After months of trying to fix the Kepler space telescope’s positioning mechanism, NASA officials said Thursday that they are giving up, meaning the mission’s planet-hunting days are most likely over.
NASA scientists are holding out hope that some other scientific use can be made of the spacecraft, calling on the scientific community to send ideas about how it can be repurposed.
But the telescope will be best known for the way it has profoundly altered our sense of place in the universe. Kepler found 135 confirmed planets circling other stars, and several thousand planet candidates, including the first Earth-size worlds found outside our solar system.
Kepler switched into “safe mode” in May, after a gyroscope used to aim the telescope broke. At the time, its hunt for habitable worlds was inching nearer and nearer to the sweet spot where the planets were neither too cold nor too hot, too big nor too small, to be home to life.
“At the beginning of our mission, no one knew if Earth-size planets were abundant in the galaxy. If they were rare, we might be alone,” William Borucki, Kepler’s principal investigator at NASA’s Ames Research Center, said in a statement. “The data holds the answer to the question that inspired the mission: Are earths in the habitable zone of stars like our sun common or rare?”
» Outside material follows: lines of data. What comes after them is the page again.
//! Mock secret backends built on wiremock.

use super::{FLAT_ENDPOINT, TOKEN, WRAPPED_ENDPOINT};
use serde_json::{json, Map, Value};
use wiremock::matchers::{any, header, method, path};
use wiremock::{Mock, MockServer, ResponseTemplate};

/// Wrapped-schema body carrying `secrets`.
pub fn wrapped_body(secrets: &[(&str, &str)]) -> Value {
    json!({
        "request_id": "3c1c9f2e",
        "data": {
            "data": flat_body(secrets),
            "metadata": {"version": 1}
        }
    })
}

/// Flat-schema body carrying `secrets`.
pub fn flat_body(secrets: &[(&str, &str)]) -> Value {
    let map: Map<String, Value> = secrets
        .iter()
        .map(|(k, v)| (k.to_string(), Value::String(v.to_string())))
        .collect();
    Value::Object(map)
}

/// Start a backend answering `endpoint` with `status` and `body`, expecting
/// exactly `calls` authenticated requests.
pub async fn backend(endpoint: &str, status: u16, body: Value, calls: u64) -> MockServer {
    let server = MockServer::start().await;
    Mock::given(method("GET"))
        .and(path(endpoint))
        .and(header("X-Vault-Token", TOKEN))
        .respond_with(ResponseTemplate::new(status).set_body_json(body))
        .expect(calls)
        .mount(&server)
        .await;
    server
}

/// Start a wrapped-schema backend serving `secrets` exactly once.
pub async fn wrapped_backend(secrets: &[(&str, &str)]) -> MockServer {
    backend(WRAPPED_ENDPOINT, 200, wrapped_body(secrets), 1).await
}

/// Start a flat-schema backend serving `secrets` exactly once.
pub async fn flat_backend(secrets: &[(&str, &str)]) -> MockServer {
    backend(FLAT_ENDPOINT, 200, flat_body(secrets), 1).await
}

/// Start a backend that fails the test if it receives any request.
pub async fn untouched_backend() -> MockServer {
    let server = MockServer::start().await;
    Mock::given(any())
        .respond_with(ResponseTemplate::new(500))
        .expect(0)
        .mount(&server)
        .await;
    server
}
//! Core library components.
//!
//! Configuration, the secret backend client, environment merging and the
//! compose invoker. Nothing in here prints to the terminal.

pub mod backend;
pub mod compose;
pub mod config;
pub mod constants;
pub mod domain;
pub mod env;
pub mod validation;
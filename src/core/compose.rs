//! Orchestration program invoker.
//!
//! Runs `docker compose ...` (or a configured replacement) with an explicit
//! environment. Output streams are inherited, never captured.

use std::path::PathBuf;
use std::process::{Command, Stdio};

use tracing::debug;

use crate::core::domain::ChildEnv;
use crate::error::{ExecError, Result};

/// Something that can run orchestration commands.
pub trait Orchestrator {
    /// Run the program with `args` and exactly the variables in `env`.
    ///
    /// # Errors
    ///
    /// Returns `ExecError::Launch` if the program cannot be started and
    /// `ExecError::Failed` if it exits non-zero.
    fn run(&self, args: &[&str], env: &ChildEnv) -> Result<()>;
}

/// The compose program, resolved to a path.
#[derive(Debug, Clone)]
pub struct Compose {
    program: PathBuf,
}

impl Compose {
    /// Resolve `program` on PATH (or as a path).
    ///
    /// # Errors
    ///
    /// Returns `ExecError::NotFound` if it cannot be resolved to an
    /// executable.
    pub fn new(program: &str) -> Result<Self> {
        let program =
            which::which(program).map_err(|_| ExecError::NotFound(program.to_string()))?;
        debug!(program = %program.display(), "resolved compose program");
        Ok(Self { program })
    }

    /// Resolved program path.
    pub fn program(&self) -> &std::path::Path {
        &self.program
    }
}

impl Orchestrator for Compose {
    fn run(&self, args: &[&str], env: &ChildEnv) -> Result<()> {
        let command_line = format!("{} {}", self.program.display(), args.join(" "));
        debug!(command = %command_line, env_len = env.len(), "running");

        let status = Command::new(&self.program)
            .args(args)
            .env_clear()
            .envs(env.entries().iter().map(|(k, v)| (k, v)))
            .stdin(Stdio::inherit())
            .stdout(Stdio::inherit())
            .stderr(Stdio::inherit())
            .status()
            .map_err(|source| ExecError::Launch {
                program: self.program.display().to_string(),
                source,
            })?;

        if !status.success() {
            return Err(ExecError::Failed {
                command: command_line,
                code: status.code(),
            }
            .into());
        }

        debug!(command = %command_line, "finished");
        Ok(())
    }
}
//! Tests for the compose invocations behind each lifecycle command.

use crate::support::*;

#[tokio::test(flavor = "multi_thread")]
async fn test_start_runs_up_with_secrets() {
    let t = Test::new();
    let server = wrapped_backend(STANDARD_SECRETS).await;

    let output = t.run(&server.uri(), "start");

    assert_success(&output);
    assert_eq!(t.calls(), vec!["compose up -d"]);
    for (key, value) in STANDARD_SECRETS {
        assert_eq!(t.env_value(1, key).as_deref(), Some(*value), "{}", key);
    }
    assert_stdout_contains(&output, "loaded 3 secrets");
    assert_stdout_contains(&output, "starting services");
}

#[tokio::test(flavor = "multi_thread")]
async fn test_stop_runs_down_without_fetching() {
    let t = Test::new();
    let server = untouched_backend().await;

    let output = t.run(&server.uri(), "stop");

    assert_success(&output);
    assert_eq!(t.calls(), vec!["compose down --remove-orphans"]);
    assert_eq!(t.env_value(1, "API_KEY"), None);
    assert!(!stdout(&output).contains("Fetching secrets"));
}

#[tokio::test(flavor = "multi_thread")]
async fn test_restart_recreates() {
    let t = Test::new();
    let server = wrapped_backend(STANDARD_SECRETS).await;

    let output = t.run(&server.uri(), "restart");

    assert_success(&output);
    assert_eq!(t.calls(), vec!["compose up -d --force-recreate"]);
    assert_eq!(t.env_value(1, "API_KEY").as_deref(), Some("sk-test-12345"));
}

#[tokio::test(flavor = "multi_thread")]
async fn test_update_pulls_then_recreates() {
    let t = Test::new();
    let server = wrapped_backend(STANDARD_SECRETS).await;

    let output = t.run(&server.uri(), "update");

    assert_success(&output);
    assert_eq!(
        t.calls(),
        vec!["compose pull", "compose up -d --force-recreate"]
    );
    // Pull runs with the host environment only.
    assert_eq!(t.env_value(1, "API_KEY"), None);
    assert_eq!(t.env_value(2, "API_KEY").as_deref(), Some("sk-test-12345"));

    let out = stdout(&output);
    let pull = out.find("pulling latest images").unwrap();
    let recreate = out.find("recreating services").unwrap();
    assert!(pull < recreate);
}

#[tokio::test(flavor = "multi_thread")]
async fn test_update_stops_after_failed_pull() {
    let t = Test::new();
    t.fail_pull();
    let server = untouched_backend().await;

    let output = t.run(&server.uri(), "update");

    assert_failure(&output);
    assert_eq!(t.calls(), vec!["compose pull"]);
    assert_stderr_contains(&output, "exited with status 7");
}

#[tokio::test(flavor = "multi_thread")]
async fn test_failed_up_exits_non_zero() {
    let t = Test::new();
    t.fail_up();
    let server = wrapped_backend(STANDARD_SECRETS).await;

    let output = t.run(&server.uri(), "start");

    assert_failure(&output);
    assert_eq!(output.status.code(), Some(1));
    assert_eq!(t.calls(), vec!["compose up -d"]);
    assert_stderr_contains(&output, "exited with status 8");
}

#[tokio::test(flavor = "multi_thread")]
async fn test_secret_overrides_host_variable() {
    let t = Test::new();
    let server = wrapped_backend(&[("FOO", "1"), ("BAR", "2")]).await;

    let output = t
        .cmd_with_backend(&server.uri())
        .env("FOO", "old")
        .env("UNRELATED", "kept")
        .arg("start")
        .output()
        .unwrap();

    assert_success(&output);
    assert_eq!(t.env_value(1, "FOO").as_deref(), Some("1"));
    assert_eq!(t.env_value(1, "BAR").as_deref(), Some("2"));
    assert_eq!(t.env_value(1, "UNRELATED").as_deref(), Some("kept"));
}

#[tokio::test(flavor = "multi_thread")]
async fn test_connection_variables_reach_compose() {
    let t = Test::new();
    let server = wrapped_backend(&[("FOO", "1")]).await;

    let output = t.run(&server.uri(), "start");

    assert_success(&output);
    assert_eq!(t.env_value(1, "VAULT_PATH").as_deref(), Some(SECRET_PATH));
}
NASA left open the possibility that the spacecraft’s scientific life could be extended, including the possibility of future planet-hunting with a new strategy.
Even if those efforts are unsuccessful, researchers who worked on the mission aren’t mourning.
“We had some really interesting experiments to do on the extended mission. Certainly, they would have been worth doing. But we can hardly complain given that we fulfilled the baseline mission and we have a terrific dataset to work on,” said David Latham, a co-investigator for Kepler at the Harvard-Smithsonian Center for Astrophysics, where about two dozen astronomers analyze data from the mission.
He added that while Kepler’s most well-known legacy will be its contributions to our knowledge about how common planets of various sizes are in other solar systems, it has had a profound effect on astrophysics, too.
The telescope’s rich data has spurred a whole field of astroseismology, in which researchers study the internal structure of stars and their rotation and oscillation.
Asked whether the Harvard-Smithsonian Center for Astrophysics would host a party or any other kind of farewell to Kepler, he said no — the scientists aren’t nearly done with Kepler because they have a gold mine of data to continue to analyze for years to come to find additional planets.
Latham said he is already preparing for the next planet-hunting mission, called TESS. That mission is expected to launch in early 2018.